Off-policy 问题与 RoPE Position Scaling

分类: 推理与评估 · 难度: 进阶 · 关联讲座: L13

本文涵盖两个在推理模型训练和部署中关键的技术主题：Off-policy 训练的分布漂移问题及其解决方案，以及 RoPE 位置编码的长上下文扩展方法（Position Interpolation 和 YaRN）。

📐 Off-policy 问题的形式化

Off-policy RL 训练分布：训练数据来自旧策略 $\pi_{old}$ 或参考模型，但实际部署时策略是 $\pi_\theta$ （已更新，与 $\pi_{old}$ 不同）。

重要性采样修正（IS Ratio）：

$\rho_t = \frac{\pi_\theta(y_t \mid y_{<t}, x)}{\pi_{old}(y_t \mid y_{<t}, x)}$

如果 $\pi_\theta$ 和 $\pi_{old}$ 差距大，IS ratio 方差爆炸（可能 $\rho_t = 100$ ），梯度更新不稳定。

PPO clip 就是截断 IS ratio：

$\rho_t^{\text{clip}} = \text{clip}(\rho_t,\ 1-\epsilon,\ 1+\epsilon)$

防止更新步子太大。

On-policy Distillation：用当前策略 $\pi_\theta$ 生成训练数据（在线采样），再学习目标分布。
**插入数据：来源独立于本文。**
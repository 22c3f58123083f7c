//! Checkpoint envelope codecs
//!
//! A checkpoint is a long-lived artifact: it is written by one process and
//! read back by a later one, possibly after an upgrade, possibly from a
//! directory holding payloads written with a different codec. Raw serde
//! bytes cannot tell any of those cases apart - a bincode payload fed to a
//! JSON reader just produces serde soup, which the engine would misreport as
//! a corrupt session.
//!
//! Every codec therefore wraps its body in a small self-describing envelope:
//!
//! ```text
//! +----------+---------+--------+------------------+
//! | "CLQK"   | version | format | body...          |
//! | 4 bytes  | 1 byte  | 1 byte | codec-specific   |
//! +----------+---------+--------+------------------+
//! ```
//!
//! Decoding checks the magic, the envelope version, and the format tag
//! before touching the body, so the failure modes are precise:
//! [`CheckpointError::NotACheckpoint`] for foreign bytes,
//! [`CheckpointError::UnsupportedVersion`] for payloads from a newer layout,
//! [`CheckpointError::FormatMismatch`] when the store holds a different
//! codec's output, and [`CheckpointError::Decode`] only when the body itself
//! is damaged. The engine surfaces all of these as a fatal corrupt-session
//! error that an operator can act on.
//!
//! [`JsonCodec`] is the default (human-inspectable checkpoints);
//! [`BincodeCodec`] trades that for compactness.

use serde::de::DeserializeOwned;
use serde::Serialize;

use crate::error::{CheckpointError, Result};

/// First bytes of every colloquy checkpoint payload
pub const CHECKPOINT_MAGIC: [u8; 4] = *b"CLQK";

/// Current envelope layout revision
pub const ENVELOPE_VERSION: u8 = 1;

const HEADER_LEN: usize = CHECKPOINT_MAGIC.len() + 2;

/// Body encodings a checkpoint envelope can carry
#[derive(Debug, Clone, Copy, PartialEq, Eq)]
pub enum CheckpointFormat {
    /// Human-inspectable JSON body (default)
    Json,
    /// Compact bincode body
    Bincode,
}

impl CheckpointFormat {
    /// One-byte tag written into the envelope header
    pub fn tag(self) -> u8 {
        match self {
            CheckpointFormat::Json => b'j',
            CheckpointFormat::Bincode => b'b',
        }
    }

    /// Reverse of [`tag`](Self::tag)
    pub fn from_tag(tag: u8) -> Option<Self> {
        match tag {
            b'j' => Some(CheckpointFormat::Json),
            b'b' => Some(CheckpointFormat::Bincode),
            _ => None,
        }
    }

    /// Name used in error messages
    pub fn name(self) -> &'static str {
        match self {
            CheckpointFormat::Json => "json",
            CheckpointFormat::Bincode => "bincode",
        }
    }
}

/// Encodes and decodes checkpoint payloads inside the envelope
///
/// Implementations supply only the body encoding; the envelope header is
/// written and verified by the provided `encode`/`decode` methods, so every
/// codec produces self-describing payloads with the same failure modes.
/// The round-trip must be lossless: `decode(encode(state)) == state`.
pub trait CheckpointCodec: Send + Sync {
    /// The body format this codec reads and writes
    fn format(&self) -> CheckpointFormat;

    /// Serialize a body (no envelope)
    fn encode_body<T: Serialize>(&self, value: &T) -> Result<Vec<u8>>;

    /// Deserialize a body (no envelope)
    fn decode_body<T: DeserializeOwned>(&self, body: &[u8]) -> Result<T>;

    /// Serialize a value into a complete enveloped payload
    fn encode<T: Serialize>(&self, value: &T) -> Result<Vec<u8>> {
        let body = self.encode_body(value)?;
        let mut payload = Vec::with_capacity(HEADER_LEN + body.len());
        payload.extend_from_slice(&CHECKPOINT_MAGIC);
        payload.push(ENVELOPE_VERSION);
        payload.push(self.format().tag());
        payload.extend_from_slice(&body);
        Ok(payload)
    }

    /// Verify the envelope and deserialize the body
    fn decode<T: DeserializeOwned>(&self, payload: &[u8]) -> Result<T> {
        if payload.len() < HEADER_LEN {
            return Err(CheckpointError::NotACheckpoint(format!(
                "payload is {} bytes, shorter than the envelope header",
                payload.len()
            )));
        }
        if payload[..CHECKPOINT_MAGIC.len()] != CHECKPOINT_MAGIC {
            return Err(CheckpointError::NotACheckpoint(
                "missing envelope magic".to_string(),
            ));
        }
        let version = payload[CHECKPOINT_MAGIC.len()];
        if version != ENVELOPE_VERSION {
            return Err(CheckpointError::UnsupportedVersion(version));
        }
        let tag = payload[CHECKPOINT_MAGIC.len() + 1];
        let found = CheckpointFormat::from_tag(tag).ok_or_else(|| {
            CheckpointError::NotACheckpoint(format!("unknown format tag 0x{:02x}", tag))
        })?;
        if found != self.format() {
            return Err(CheckpointError::FormatMismatch {
                expected: self.format().name(),
                found: found.name().to_string(),
            });
        }
        self.decode_body(&payload[HEADER_LEN..])
    }
}

/// JSON-bodied checkpoint codec (default)
#[derive(Debug, Clone, Default)]
pub struct JsonCodec;

impl JsonCodec {
    pub fn new() -> Self {
        Self
    }
}

impl CheckpointCodec for JsonCodec {
    fn format(&self) -> CheckpointFormat {
        CheckpointFormat::Json
    }

    fn encode_body<T: Serialize>(&self, value: &T) -> Result<Vec<u8>> {
        serde_json::to_vec(value).map_err(|e| CheckpointError::Encode(e.to_string()))
    }

    fn decode_body<T: DeserializeOwned>(&self, body: &[u8]) -> Result<T> {
        serde_json::from_slice(body).map_err(|e| CheckpointError::Decode(e.to_string()))
    }
}

/// Bincode-bodied checkpoint codec for compact storage
#[derive(Debug, Clone, Default)]
pub struct BincodeCodec;

impl BincodeCodec {
    pub fn new() -> Self {
        Self
    }
}

impl CheckpointCodec for BincodeCodec {
    fn format(&self) -> CheckpointFormat {
        CheckpointFormat::Bincode
    }

    fn encode_body<T: Serialize>(&self, value: &T) -> Result<Vec<u8>> {
        bincode::serialize(value).map_err(|e| CheckpointError::Encode(e.to_string()))
    }

    fn decode_body<T: DeserializeOwned>(&self, body: &[u8]) -> Result<T> {
        bincode::deserialize(body).map_err(|e| CheckpointError::Decode(e.to_string()))
    }
}

#[cfg(test)]
mod tests {
    use super::*;
    use serde::{Deserialize, Serialize};

    #[derive(Debug, Serialize, Deserialize, PartialEq)]
    struct SessionState {
        turn_count: u64,
        last_response: Option<String>,
    }

    fn sample() -> SessionState {
        SessionState {
            turn_count: 7,
            last_response: Some("Where are you flying to?".to_string()),
        }
    }

    #[test]
    fn test_json_round_trip() {
        let codec = JsonCodec::new();
        let payload = codec.encode(&sample()).unwrap();
        let restored: SessionState = codec.decode(&payload).unwrap();
        assert_eq!(restored, sample());
    }

    #[test]
    fn test_bincode_round_trip() {
        let codec = BincodeCodec::new();
        let payload = codec.encode(&sample()).unwrap();
        let restored: SessionState = codec.decode(&payload).unwrap();
        assert_eq!(restored, sample());
    }

    #[test]
    fn test_envelope_header_is_written() {
        let payload = JsonCodec::new().encode(&sample()).unwrap();
        assert_eq!(&payload[..4], b"CLQK");
        assert_eq!(payload[4], ENVELOPE_VERSION);
        assert_eq!(payload[5], CheckpointFormat::Json.tag());
    }

    #[test]
    fn test_foreign_bytes_are_not_a_checkpoint() {
        let err = JsonCodec::new()
            .decode::<SessionState>(b"{\"turn_count\":7}")
            .unwrap_err();
        assert!(matches!(err, CheckpointError::NotACheckpoint(_)));

        let err = JsonCodec::new().decode::<SessionState>(b"CL").unwrap_err();
        assert!(matches!(err, CheckpointError::NotACheckpoint(_)));
    }

    #[test]
    fn test_cross_codec_read_is_a_format_mismatch() {
        let payload = BincodeCodec::new().encode(&sample()).unwrap();
        let err = JsonCodec::new().decode::<SessionState>(&payload).unwrap_err();
        match err {
            CheckpointError::FormatMismatch { expected, found } => {
                assert_eq!(expected, "json");
                assert_eq!(found, "bincode");
            }
            other => panic!("expected format mismatch, got {:?}", other),
        }
    }

    #[test]
    fn test_newer_envelope_version_is_rejected() {
        let mut payload = JsonCodec::new().encode(&sample()).unwrap();
        payload[4] = ENVELOPE_VERSION + 1;
        let err = JsonCodec::new().decode::<SessionState>(&payload).unwrap_err();
        assert!(matches!(
            err,
            CheckpointError::UnsupportedVersion(v) if v == ENVELOPE_VERSION + 1
        ));
    }

    #[test]
    fn test_damaged_body_is_a_decode_error() {
        let mut payload = JsonCodec::new().encode(&sample()).unwrap();
        payload.truncate(10);
        let err = JsonCodec::new().decode::<SessionState>(&payload).unwrap_err();
        assert!(matches!(err, CheckpointError::Decode(_)));
    }

    #[test]
    fn test_unknown_format_tag() {
        let mut payload = JsonCodec::new().encode(&sample()).unwrap();
        payload[5] = b'?';
        let err = JsonCodec::new().decode::<SessionState>(&payload).unwrap_err();
        assert!(matches!(err, CheckpointError::NotACheckpoint(_)));
    }
}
没有 off-policy drift，但每步都需要重新生成数据（计算代价高）。

📐 RoPE 的 Position Scaling 推导

RoPE 的基础：对位置 $pos$ ，对向量第 $2i$ 和 $2i+1$ 维进行旋转：

$R(pos) = \begin{bmatrix} \cos(pos \cdot \theta_i) & -\sin(pos \cdot \theta_i) \\ \sin(pos \cdot \theta_i) & \cos(pos \cdot \theta_i) \end{bmatrix}, \quad \theta_i = \frac{1}{10000^{2i/d}}$

问题：模型用位置 $[0, L_{\text{train}})$ 训练，推理时遇到位置 $\geq L_{\text{train}}$ 的 token， $\cos(pos \cdot \theta_i)$ 的值超出训练分布 → 性能下降。

Position Interpolation（PI）（Chen et al., 2023）：线性压缩位置：

$pos' = pos \times \frac{L_{\text{train}}}{L_{\text{test}}}$

使得最大位置从 $L_{\text{test}}$ 缩放回 $L_{\text{train}}$ ，不超出训练分布。代价：相邻位置差缩小，区分度降低，需要少量 fine-tune。

YaRN（Yet another RoPE extensioN）：对不同频率维度分别处理（低频→插值，高频→外推），比纯 PI 效果更好，fine-tune 成本更低。